### What the task requires
Report each line from the listing that the string "rules" appears in.

### Data for analysis
//! exportd-controller: common reconciler binary.

use std::path::PathBuf;
use std::sync::Arc;
use std::time::Duration;

use clap::Parser;
use kube::CustomResourceExt;
use tracing::{info, warn};

use exportd_common::api::{create_client, KubeClusterApi};
use exportd_common::crd::{NfsExport, NfsExportClass, NfsExportContent};
use exportd_common::events::KubeEventPublisher;
use exportd_common::leader_election::LeaderElector;
use exportd_common::queue::{RateLimiter, WorkQueue};
use exportd_common::telemetry;
use exportd_common::EXPORTD_SYSTEM_NAMESPACE;
use exportd_controller::controller::{CommonConfig, CommonController};
use exportd_controller::runner;

/// Common reconciler for NfsExport objects.
#[derive(Parser, Debug)]
#[command(name = "exportd-controller", version, about)]
struct Cli {
    /// Print the CRD manifests and exit.
    #[arg(long)]
    crd: bool,

    /// Interval between full re-syncs of the caches.
    #[arg(long, default_value = "15m", value_parser = humantime::parse_duration)]
    resync_period: Duration,

    /// Number of concurrent reconcile workers per queue.
    #[arg(long, default_value_t = 10)]
    workers: usize,

    /// Initial retry delay of the queue rate limiters.
    #[arg(long, default_value = "1s", value_parser = humantime::parse_duration)]
    retry_interval_start: Duration,

    /// Maximum retry delay of the queue rate limiters.
    #[arg(long, default_value = "5m", value_parser = humantime::parse_duration)]
    retry_interval_max: Duration,

    /// Label contents with the owning node for node-local volumes.
    #[arg(long)]
    enable_distributed_export: bool,

    /// Record the source volume mode on created contents and reject its
    /// mutation in the webhook.
    #[arg(long)]
    prevent_volume_mode_conversion: bool,

    /// Use leader election.
    #[arg(long)]
    leader_election: bool,

    /// Namespace for the leader-election lease.
    #[arg(long, default_value = EXPORTD_SYSTEM_NAMESPACE)]
    leader_election_namespace: String,

    /// Address of the metrics endpoint.
    #[arg(long, default_value = "0.0.0.0:9090")]
    metrics_addr: std::net::SocketAddr,

    /// Path to a kubeconfig; in-cluster configuration when unset.
    #[arg(long)]
    kubeconfig: Option<PathBuf>,

    /// Emit JSON logs.
    #[arg(long)]
    json_logs: bool,
}

#[tokio::main]
async fn main() -> anyhow::Result<()> {
    let cli = Cli::parse();

    if cli.crd {
        for crd in [
            serde_yaml::to_string(&NfsExport::crd())?,
            serde_yaml::to_string(&NfsExportContent::crd())?,
            serde_yaml::to_string(&NfsExportClass::crd())?,
        ] {
            println!("---");
            println!("{crd}");
        }
        return Ok(());
    }

    telemetry::init_logging(cli.json_logs);
    info!("Starting exportd-controller");

    let client = create_client(cli.kubeconfig.as_deref()).await?;

    let metrics = exportd_metrics::OperationMetrics::new();
    let _resync = metrics.spawn_in_flight_resync();
    {
        let metrics = Arc::clone(&metrics);
        let addr = cli.metrics_addr;
        tokio::spawn(async move {
            if let Err(e) = exportd_metrics::serve(metrics, addr).await {
                warn!(error = %e, "metrics server exited");
            }
        });
    }

    let _leader_guard = if cli.leader_election {
        let identity = std::env::var("POD_NAME")
            .unwrap_or_else(|_| format!("exportd-controller-{}", std::process::id()));
        let elector = Arc::new(LeaderElector::new(
            client.clone(),
            "exportd-controller-leader",
            &cli.leader_election_namespace,
            &identity,
        ));
        Some(elector.acquire().await?)
    } else {
        None
    };

    let limiter = RateLimiter::new(cli.retry_interval_start, cli.retry_interval_max);
    let controller = Arc::new(CommonController::new(
        Arc::new(KubeClusterApi::new(client.clone())),
        Arc::new(KubeEventPublisher::new(client.clone(), "exportd-controller")),
        metrics,
        WorkQueue::new(limiter),
        WorkQueue::new(limiter),
        CommonConfig {
            enable_distributed_export: cli.enable_distributed_export,
            prevent_volume_mode_conversion: cli.prevent_volume_mode_conversion,
        },
    ));

    runner::run(controller, client, cli.workers, cli.resync_period, async {
        let _ = tokio::signal::ctrl_c().await;
    })
    .await;

    Ok(())
}
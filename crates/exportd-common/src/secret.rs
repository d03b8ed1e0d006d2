//! Secret-reference templates in class parameters.
//!
//! Class parameters may name a secret through a pair of templated keys. The
//! templates are resolved against the content name and the export identity;
//! no lookup of the referenced secret happens here, only name resolution and
//! syntactic validation. The namespace template deliberately accepts fewer
//! tokens than the name template: the namespace must never be chosen by the
//! export user.

use std::collections::{BTreeMap, HashMap};

use crate::crd::NfsExport;
use crate::error::Error;

/// Template token for the content name.
pub const TOKEN_CONTENT_NAME: &str = "content.name";
/// Template token for the export name.
pub const TOKEN_EXPORT_NAME: &str = "nfsexport.name";
/// Template token for the export namespace.
pub const TOKEN_EXPORT_NAMESPACE: &str = "nfsexport.namespace";

/// The pair of class-parameter keys describing one secret reference.
#[derive(Clone, Copy, Debug)]
pub struct SecretParams {
    /// Human name used in error messages ("export" / "list").
    pub name: &'static str,
    /// Parameter key holding the secret name template.
    pub name_key: &'static str,
    /// Parameter key holding the secret namespace template.
    pub namespace_key: &'static str,
}

/// Secret reference for CreateExport/DeleteExport credentials.
pub const EXPORT_SECRET_PARAMS: SecretParams = SecretParams {
    name: "export",
    name_key: crate::keys::PARAM_SECRET_NAME,
    namespace_key: crate::keys::PARAM_SECRET_NAMESPACE,
};

/// Secret reference for ListExports credentials.
pub const LIST_SECRET_PARAMS: SecretParams = SecretParams {
    name: "list",
    name_key: crate::keys::PARAM_LIST_SECRET_NAME,
    namespace_key: crate::keys::PARAM_LIST_SECRET_NAMESPACE,
};

/// A resolved (but not fetched) secret reference.
#[derive(Clone, Debug, PartialEq, Eq)]
pub struct SecretRef {
    /// Secret name (DNS-1123 subdomain).
    pub name: String,
    /// Secret namespace (DNS-1123 label).
    pub namespace: String,
}

/// Resolve the secret reference described by `params` from class parameters.
///
/// Returns `Ok(None)` when neither key is present. Setting only one of the two
/// keys, an unresolvable token, or a resolved value that is not a valid
/// DNS-1123 name are all errors.
pub fn secret_reference(
    params: &SecretParams,
    class_params: &BTreeMap<String, String>,
    content_name: &str,
    export: Option<&NfsExport>,
) -> Result<Option<SecretRef>, Error> {
    let name_template = class_params.get(params.name_key);
    let namespace_template = class_params.get(params.namespace_key);

    let (name_template, namespace_template) = match (name_template, namespace_template) {
        (None, None) => return Ok(None),
        (Some(n), Some(ns)) if !n.is_empty() && !ns.is_empty() => (n, ns),
        (Some(_), Some(_)) => {
            return Err(Error::secrets(format!(
                "{} secrets specified in parameters but value of either namespace or name is empty",
                params.name
            )))
        }
        _ => {
            return Err(Error::secrets(format!(
                "either name and namespace for {} secrets specified, both must be specified",
                params.name
            )))
        }
    };

    // The namespace is never derived from user-controlled export names.
    let mut namespace_tokens = HashMap::new();
    namespace_tokens.insert(TOKEN_CONTENT_NAME, content_name.to_string());
    if let Some(export) = export {
        namespace_tokens.insert(
            TOKEN_EXPORT_NAMESPACE,
            export.metadata.namespace.clone().unwrap_or_default(),
        );
    }
    let namespace = resolve_template(namespace_template, &namespace_tokens)?;
    if !is_dns1123_label(&namespace) {
        return Err(Error::secrets(format!(
            "{namespace_template:?} resolved to {namespace:?} which is not a valid namespace name"
        )));
    }

    let mut name_tokens = HashMap::new();
    name_tokens.insert(TOKEN_CONTENT_NAME, content_name.to_string());
    if let Some(export) = export {
        name_tokens.insert(
            TOKEN_EXPORT_NAME,
            export.metadata.name.clone().unwrap_or_default(),
        );
        name_tokens.insert(
            TOKEN_EXPORT_NAMESPACE,
            export.metadata.namespace.clone().unwrap_or_default(),
        );
    }
    let name = resolve_template(name_template, &name_tokens)?;
    if !is_dns1123_subdomain(&name) {
        return Err(Error::secrets(format!(
            "{name_template:?} resolved to {name:?} which is not a valid secret name"
        )));
    }

    Ok(Some(SecretRef { name, namespace }))
}

/// Expand `${token}` occurrences; any unknown token fails.
fn resolve_template(template: &str, tokens: &HashMap<&str, String>) -> Result<String, Error> {
    let mut out = String::with_capacity(template.len());
    let mut rest = template;
    while let Some(start) = rest.find("${") {
        out.push_str(&rest[..start]);
        let after = &rest[start + 2..];
        let Some(end) = after.find('}') else {
            return Err(Error::secrets(format!(
                "invalid template {template:?}: unterminated token"
            )));
        };
        let token = &after[..end];
        match tokens.get(token) {
            Some(value) => out.push_str(value),
            None => {
                return Err(Error::secrets(format!(
                    "invalid tokens: [{token:?}]"
                )))
            }
        }
        rest = &after[end + 1..];
    }
    out.push_str(rest);
    Ok(out)
}

/// DNS-1123 label: lowercase alphanumerics and '-', 1..=63 chars,
/// alphanumeric at both ends.
pub fn is_dns1123_label(s: &str) -> bool {
    if s.is_empty() || s.len() > 63 {
        return false;
    }
    let bytes = s.as_bytes();
    if !bytes[0].is_ascii_lowercase() && !bytes[0].is_ascii_digit() {
        return false;
    }
    if !bytes[bytes.len() - 1].is_ascii_lowercase() && !bytes[bytes.len() - 1].is_ascii_digit() {
        return false;
    }
    s.bytes()
        .all(|b| b.is_ascii_lowercase() || b.is_ascii_digit() || b == b'-')
}

/// DNS-1123 subdomain: dot-separated DNS-1123 labels, up to 253 chars.
pub fn is_dns1123_subdomain(s: &str) -> bool {
    if s.is_empty() || s.len() > 253 {
        return false;
    }
    s.split('.').all(is_dns1123_label)
}
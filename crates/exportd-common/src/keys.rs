//! Well-known annotation, finalizer, label and parameter keys.
//!
//! All keys are qualified with the API group. The `being-created` and
//! `being-deleted` annotations carry in-flight driver RPC state across
//! controller restarts and are the only channel between the two reconcilers
//! besides object fields.

use std::collections::BTreeMap;

use crate::crd::NfsExport;
use crate::error::Error;

/// API group of the exportd resources.
pub const API_GROUP: &str = "nfsexport.exportd.io";

/// Parameters under this prefix are reserved for the control plane and are
/// stripped before parameters are forwarded to the driver. Only the four
/// secret-reference keys below are allowed under the prefix; any other
/// reserved key is a hard validation error. The extra-create-metadata keys are
/// the one exception: they are injected (not accepted) under the prefix.
pub const PARAM_PREFIX: &str = "nfsexport.exportd.io/";

/// Class parameter naming the secret used for DeleteExport.
pub const PARAM_SECRET_NAME: &str = "nfsexport.exportd.io/secret-name";
/// Class parameter naming the namespace of the DeleteExport secret.
pub const PARAM_SECRET_NAMESPACE: &str = "nfsexport.exportd.io/secret-namespace";
/// Class parameter naming the secret used for ListExports.
pub const PARAM_LIST_SECRET_NAME: &str = "nfsexport.exportd.io/list-secret-name";
/// Class parameter naming the namespace of the ListExports secret.
pub const PARAM_LIST_SECRET_NAMESPACE: &str = "nfsexport.exportd.io/list-secret-namespace";

/// Extra create metadata: NfsExport name.
pub const PARAM_EXPORT_NAME: &str = "nfsexport.exportd.io/export-name";
/// Extra create metadata: NfsExport namespace.
pub const PARAM_EXPORT_NAMESPACE: &str = "nfsexport.exportd.io/export-namespace";
/// Extra create metadata: NfsExportContent name.
pub const PARAM_CONTENT_NAME: &str = "nfsexport.exportd.io/content-name";

/// Annotation on a content: a CreateExport RPC may be outstanding. Set before
/// the RPC, cleared only on a final outcome.
pub const ANN_BEING_CREATED: &str = "nfsexport.exportd.io/being-created";
/// Annotation on a content: the common controller has verified the bound
/// export is being deleted; permission for the sidecar to issue DeleteExport.
pub const ANN_BEING_DELETED: &str = "nfsexport.exportd.io/being-deleted";
/// Annotation on a content: name of the secret to use at deletion time.
pub const ANN_DELETION_SECRET_NAME: &str = "nfsexport.exportd.io/deletion-secret-name";
/// Annotation on a content: namespace of the secret to use at deletion time.
pub const ANN_DELETION_SECRET_NAMESPACE: &str = "nfsexport.exportd.io/deletion-secret-namespace";
/// Annotation marking a class as the default for its driver.
pub const ANN_IS_DEFAULT_CLASS: &str = "nfsexport.exportd.io/is-default-class";

/// Finalizer on contents bound to an export.
pub const FINALIZER_CONTENT_BOUND: &str = "nfsexport.exportd.io/content-bound";
/// Finalizer on exports bound to a content with deletionPolicy=Delete.
pub const FINALIZER_EXPORT_BOUND: &str = "nfsexport.exportd.io/bound";
/// Finalizer on every live export; removed last so PVC cleanup can run.
pub const FINALIZER_EXPORT_AS_SOURCE: &str = "nfsexport.exportd.io/as-source";
/// Finalizer on PVCs that are being exported from.
pub const FINALIZER_PVC_AS_SOURCE: &str = "nfsexport.exportd.io/pvc-as-source";

/// Label applied to exports that fail the admission rules.
pub const LABEL_INVALID_EXPORT: &str = "nfsexport.exportd.io/invalid-export-resource";
/// Label applied to contents that fail the admission rules.
pub const LABEL_INVALID_CONTENT: &str = "nfsexport.exportd.io/invalid-export-content-resource";
/// Label carrying the owning node name in distributed export mode.
pub const LABEL_MANAGED_BY: &str = "nfsexport.exportd.io/managed-by";

/// Prefix of the deterministic content name for dynamic provisioning.
pub const CONTENT_NAME_PREFIX: &str = "content-";

/// Deterministic content name for a dynamically provisioned export.
///
/// Derived from the export UID so that content creation is idempotent across
/// controller crashes and retries.
pub fn content_name_for_export(export: &NfsExport) -> String {
    format!(
        "{}{}",
        CONTENT_NAME_PREFIX,
        export.metadata.uid.as_deref().unwrap_or_default()
    )
}

/// Whether the annotation map carries the given key.
pub fn has_annotation(annotations: Option<&BTreeMap<String, String>>, key: &str) -> bool {
    annotations.map(|a| a.contains_key(key)).unwrap_or(false)
}

/// Strip reserved-prefix keys from class parameters before they are forwarded
/// to the driver.
///
/// The four secret-reference keys are allowed under the prefix (and removed);
/// any other reserved key fails hard.
pub fn remove_prefixed_parameters(
    params: &BTreeMap<String, String>,
) -> Result<BTreeMap<String, String>, Error> {
    let mut forwarded = BTreeMap::new();
    for (key, value) in params {
        if key.starts_with(PARAM_PREFIX) {
            match key.as_str() {
                PARAM_SECRET_NAME
                | PARAM_SECRET_NAMESPACE
                | PARAM_LIST_SECRET_NAME
                | PARAM_LIST_SECRET_NAMESPACE => {}
                _ => {
                    return Err(Error::validation(format!(
                        "found unknown parameter key \"{key}\" with reserved namespace {PARAM_PREFIX}"
                    )))
                }
            }
        } else {
            forwarded.insert(key.clone(), value.clone());
        }
    }
    Ok(forwarded)
}
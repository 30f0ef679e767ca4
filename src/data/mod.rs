//! Dataset loading and in-memory storage

pub mod csv;
pub mod instances;
pub mod libsvm;

pub use self::csv::CSVReader;
pub use self::instances::Instances;
pub use self::libsvm::LibSVMReader;
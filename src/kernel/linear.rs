//! Linear kernel implementation

use crate::core::SparseVector;
use crate::kernel::Kernel;
use serde::{Deserialize, Serialize};

/// Linear kernel: K(x, y) = x^T * y
///
/// Rows carry the class attribute next to the features, so the dot product
/// skips `class_index` when it is set.
#[derive(Debug, Clone, Copy, Default, PartialEq, Serialize, Deserialize)]
pub struct LinearKernel {
    pub class_index: Option<usize>,
}

impl LinearKernel {
    /// Create a new linear kernel
    pub fn new(class_index: Option<usize>) -> Self {
        Self { class_index }
    }
}

impl Kernel for LinearKernel {
    fn compute(&self, x: &SparseVector, y: &SparseVector) -> f64 {
        dot_product_sparse(x, y, self.class_index)
    }
}

/// Compute dot product between two sparse vectors, ignoring index `skip`
///
/// Since both vectors have sorted indices, we can compute this efficiently
/// using a merge-like algorithm in O(nnz(x) + nnz(y)) time. Terms are
/// accumulated in ascending index order, which makes the result independent
/// of argument order.
pub fn dot_product_sparse(x: &SparseVector, y: &SparseVector, skip: Option<usize>) -> f64 {
    let mut result = 0.0;
    let mut i = 0;
    let mut j = 0;

    while i < x.indices.len() && j < y.indices.len() {
        let x_idx = x.indices[i];
        let y_idx = y.indices[j];

        if x_idx == y_idx {
            if Some(x_idx) != skip {
                result += x.values[i] * y.values[j];
            }
            i += 1;
            j += 1;
        } else if x_idx < y_idx {
            i += 1;
        } else {
            j += 1;
        }
    }

    result
}
//! LibSVM format reader
//!
//! Supports loading datasets in the libsvm format:
//! label index:value index:value ...
//!
//! Example:
//! 1 1:0.5 3:1.2 7:0.8
//! 3 2:0.3 5:2.1
//!
//! Every distinct label becomes a nominal class value, ordered numerically.

use crate::core::{Header, Result, SVMError};
use crate::data::instances::{assemble, assemble_with_header, RawRow};
use crate::data::Instances;
use std::fs::File;
use std::io::{BufRead, BufReader};
use std::path::Path;

/// Reader for LibSVM format files
pub struct LibSVMReader;

impl LibSVMReader {
    /// Load a dataset from a LibSVM format file
    pub fn from_file<P: AsRef<Path>>(path: P) -> Result<Instances> {
        let file = File::open(path).map_err(SVMError::IoError)?;
        Self::from_reader(BufReader::new(file))
    }

    /// Load a dataset from a reader
    pub fn from_reader<R: BufRead>(reader: R) -> Result<Instances> {
        let (rows, labels, max_dimension) = Self::read_rows(reader)?;

        let mut distinct = labels;
        distinct.sort_by(f64::total_cmp);
        distinct.dedup();
        let class_values = distinct.into_iter().map(format_label).collect();
        let feature_names = (1..=max_dimension).map(|i| format!("attr{i}")).collect();

        assemble(rows, feature_names, class_values)
    }

    /// Load a file laid out like an existing header, e.g. test data
    pub fn from_file_with_header<P: AsRef<Path>>(path: P, header: &Header) -> Result<Instances> {
        let file = File::open(path).map_err(SVMError::IoError)?;
        Self::from_reader_with_header(BufReader::new(file), header)
    }

    pub fn from_reader_with_header<R: BufRead>(reader: R, header: &Header) -> Result<Instances> {
        let (rows, _, _) = Self::read_rows(reader)?;
        assemble_with_header(rows, header)
    }

    fn read_rows<R: BufRead>(reader: R) -> Result<(Vec<RawRow>, Vec<f64>, usize)> {
        let mut rows = Vec::new();
        let mut labels = Vec::new();
        let mut max_dimension = 0;

        for (line_num, line) in reader.lines().enumerate() {
            let line = line.map_err(SVMError::IoError)?;
            let line = line.trim();

            // Skip empty lines and comments
            if line.is_empty() || line.starts_with('#') {
                continue;
            }

            let (label, features) = Self::parse_line(line).map_err(|e| {
                SVMError::ParseError(format!("Error parsing line {}: {}", line_num + 1, e))
            })?;
            if let Some(&(max_idx, _)) = features.iter().max_by_key(|(i, _)| *i) {
                max_dimension = max_dimension.max(max_idx + 1);
            }
            labels.push(label);
            rows.push(RawRow {
                features,
                label: format_label(label),
            });
        }

        if rows.is_empty() {
            return Err(SVMError::EmptyDataset);
        }
        Ok((rows, labels, max_dimension))
    }

    /// Parse a single line in libsvm format
    fn parse_line(line: &str) -> Result<(f64, Vec<(usize, f64)>)> {
        let mut parts = line.split_whitespace();

        let label_str = parts
            .next()
            .ok_or_else(|| SVMError::ParseError("Empty line".to_string()))?;
        let label = label_str
            .parse::<f64>()
            .map_err(|_| SVMError::ParseError(format!("Invalid label: {label_str}")))?;
        if !label.is_finite() {
            return Err(SVMError::ParseError(format!("Invalid label: {label_str}")));
        }

        let mut features = Vec::new();
        for feature_str in parts {
            let (index, value) = feature_str.split_once(':').ok_or_else(|| {
                SVMError::ParseError(format!("Invalid feature format: {feature_str}"))
            })?;

            let index = index
                .parse::<usize>()
                .map_err(|_| SVMError::ParseError(format!("Invalid feature index: {index}")))?;
            let value = value
                .parse::<f64>()
                .map_err(|_| SVMError::ParseError(format!("Invalid feature value: {value}")))?;

            // libsvm uses 1-based indexing, convert to 0-based
            if index == 0 {
                return Err(SVMError::ParseError(
                    "Feature index must be positive: 0".to_string(),
                ));
            }
            features.push((index - 1, value));
        }

        Ok((label, features))
    }
}

/// Canonical text of a numeric label: integers without a fraction
fn format_label(label: f64) -> String {
    if label.fract() == 0.0 && label.abs() < 1e15 {
        format!("{}", label as i64)
    } else {
        label.to_string()
    }
}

### Written response
/// Label applied to exports that fail the admission rules.
/// Label applied to contents that fail the admission rules.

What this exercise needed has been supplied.